Per difendere i curdi l’Europa tergiversa, usando parole dure senza provvedimenti concreti. Ma quando entrano in campo interessi economici l’atteggiamento cambia. E sono pronte a muoversi le cannoniere. Ieri in maniera sorprendente l’Ue ha messo sullo stesso piano le centinaia di morti provocate dall’invasione della Siria settentrionale e i giacimenti di petrolio a largo di Cipro, oggetto di una lunga contesa tra Ankara e uno dei più piccoli stati dell’Unione.

Una disputa che però mette a rischio i fatturati di Total ed Eni, le compagnie italiana e francese che hanno i diritti di sfruttamento. Contro la guerra c’è soltanto la “condanna” mentre a Bruxelles si è deciso di adottare “misure restrittive nei confronti delle persone fisiche e giuridiche responsabili o coinvolte in attività perforazione di idrocarburi nel Mediterraneo orientale”.

Non solo. Parigi ha spedito due navi militari per pattugliare le acque di Cipro: la scorsa settimana due delle fregate più moderne della flotta francese sono arrivate a Larnaca, formalmente per partecipare ad esercitazioni con la minuscola marina locale. In realtà, devono dimostrare la volontà di non cedere un miglio alle pretese petrolifere di Recep Tayyip Erdogan. Il ministro della Difesa greco Nikos Panagiotopoulos ha dichiarato di avere chiesto il sostegno francese “per rispondere alle provocazioni turche”. E ha aggiunto: “Credo che anche l’Italia farà qualcosa di simile”.

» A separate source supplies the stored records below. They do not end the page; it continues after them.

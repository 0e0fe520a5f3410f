//! Log output and per-request trace ids.

use axum::{
    extract::Request,
    http::{HeaderName, HeaderValue},
    middleware::Next,
    response::Response,
};
use thiserror::Error;
use tokio::task_local;
use tracing::{Instrument, subscriber::SetGlobalDefaultError};
use tracing_log::LogTracer;
use tracing_subscriber::{EnvFilter, Registry, fmt, layer::Layer, layer::SubscriberExt};

use crate::config::AppConfig;

/// Accepted inbound and echoed on every response.
pub const TRACE_ID_HEADER: HeaderName = HeaderName::from_static("x-trace-id");

const MAX_TRACE_ID_LEN: usize = 128;

task_local! {
    static TRACE_ID: String;
}

#[derive(Debug, Error)]
pub enum TelemetryInitError {
    #[error("failed to bridge `log` records into tracing: {0}")]
    LogBridge(#[from] log::SetLoggerError),
    #[error("failed to install tracing subscriber: {0}")]
    Subscriber(#[from] SetGlobalDefaultError),
}

fn output_layer(format: &str) -> Box<dyn Layer<Registry> + Send + Sync> {
    match format {
        "pretty" => fmt::layer().pretty().boxed(),
        _ => fmt::layer().json().with_current_span(true).boxed(),
    }
}

/// Install the global subscriber. `RUST_LOG` overrides `log_level`.
///
/// sqlx and reqwest log through the `log` facade; those records are bridged
/// so sync runs and SQL statements land in one stream.
pub fn init_tracing(config: &AppConfig) -> Result<(), TelemetryInitError> {
    LogTracer::init()?;

    let filter =
        EnvFilter::try_from_default_env().unwrap_or_else(|_| EnvFilter::new(&config.log_level));
    let subscriber = Registry::default()
        .with(output_layer(&config.log_format))
        .with(filter);
    tracing::subscriber::set_global_default(subscriber)?;
    Ok(())
}

/// Trace id of the request the current task is serving.
pub fn current_trace_id() -> Option<String> {
    TRACE_ID.try_with(String::clone).ok()
}

fn inbound_trace_id(request: &Request) -> Option<String> {
    request
        .headers()
        .get(&TRACE_ID_HEADER)?
        .to_str()
        .ok()
        .filter(|value| !value.is_empty() && value.len() <= MAX_TRACE_ID_LEN)
        .map(str::to_string)
}

/// Tags each request with a trace id: the caller's `x-trace-id` when it is
/// short printable ASCII, else a fresh UUID.
pub async fn trace_context_middleware(request: Request, next: Next) -> Response {
    let trace_id =
        inbound_trace_id(&request).unwrap_or_else(|| uuid::Uuid::new_v4().simple().to_string());

    let span = tracing::info_span!(
        "http_request",
        trace_id = %trace_id,
        method = %request.method(),
        path = %request.uri().path(),
    );

    let mut response = TRACE_ID
        .scope(trace_id.clone(), next.run(request).instrument(span))
        .await;
    if let Ok(value) = HeaderValue::from_str(&trace_id) {
        response.headers_mut().insert(TRACE_ID_HEADER, value);
    }
    response
}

Non è la prima crisi in quel mare. I turchi hanno occupato parte di Cipro nel 1974, dando vita a un’autoproclamata repubblica autonoma del Nord: è il più antico conflitto irrisolto d’Europa, con l’isola divisa in due da un lungo muro. La scoperta dei giacimenti però è molto più recente ed ha riaperto quella ferita.

Nel febbraio 2018 la flotta di Ankara ha sbarrato la strada alla nave inviata dall’Eni per le esplorazioni petrolifere. Il governo Gentiloni ha protestato, facendo intervenire nella zona la fregata Zaffiro della nostra Marina. Dopo un confronto abbastanza teso, Roma preferì desistere e l’Eni rinunciare ai sondaggi. Trascorsi diciotto mesi di calma, a inizio ottobre i turchi sono passati all’offensiva mandando l’unità speciale Yavuz a esplorare proprio l’area del “blocco 7”: uno dei giacimenti assegnati a Eni e Total.

La missione turca ha provocato una dura reazione del governo cipriota, che lo scorso 4 ottobre l’ha definita “una pesante escalation nelle violazione della nostra sovranità”. E anche gli Stati Uniti – alcune concessioni sono della Exxonmobil – si sono allineati, tanto che il segretario di Stato Mike Pompeo ha parlato di perforazioni “illegali e inaccettabili”. Ma il ministro dell’Energia di Erdogan, Fatih Donmez, ha risposto che non intende rinunciare allo sfruttamento di quelle risorse: “Abbiamo già perforato due pozzi a est e a ovest di Cipro, Yavuz realizzerà il nostro terzo pozzo. Queste attività proseguiranno con determinazione”.

L’arrivo della flotta francese e le sanzioni annunciate dall’Ue adesso rendono la situazione esplosiva. Con Ankara che ieri ha ribadito di non volere cedere. Un altro fronte tra Turchia ed Europa, molto più determinata ad agire per proteggere i giacimenti che non per salvare le popolazioni della Siria.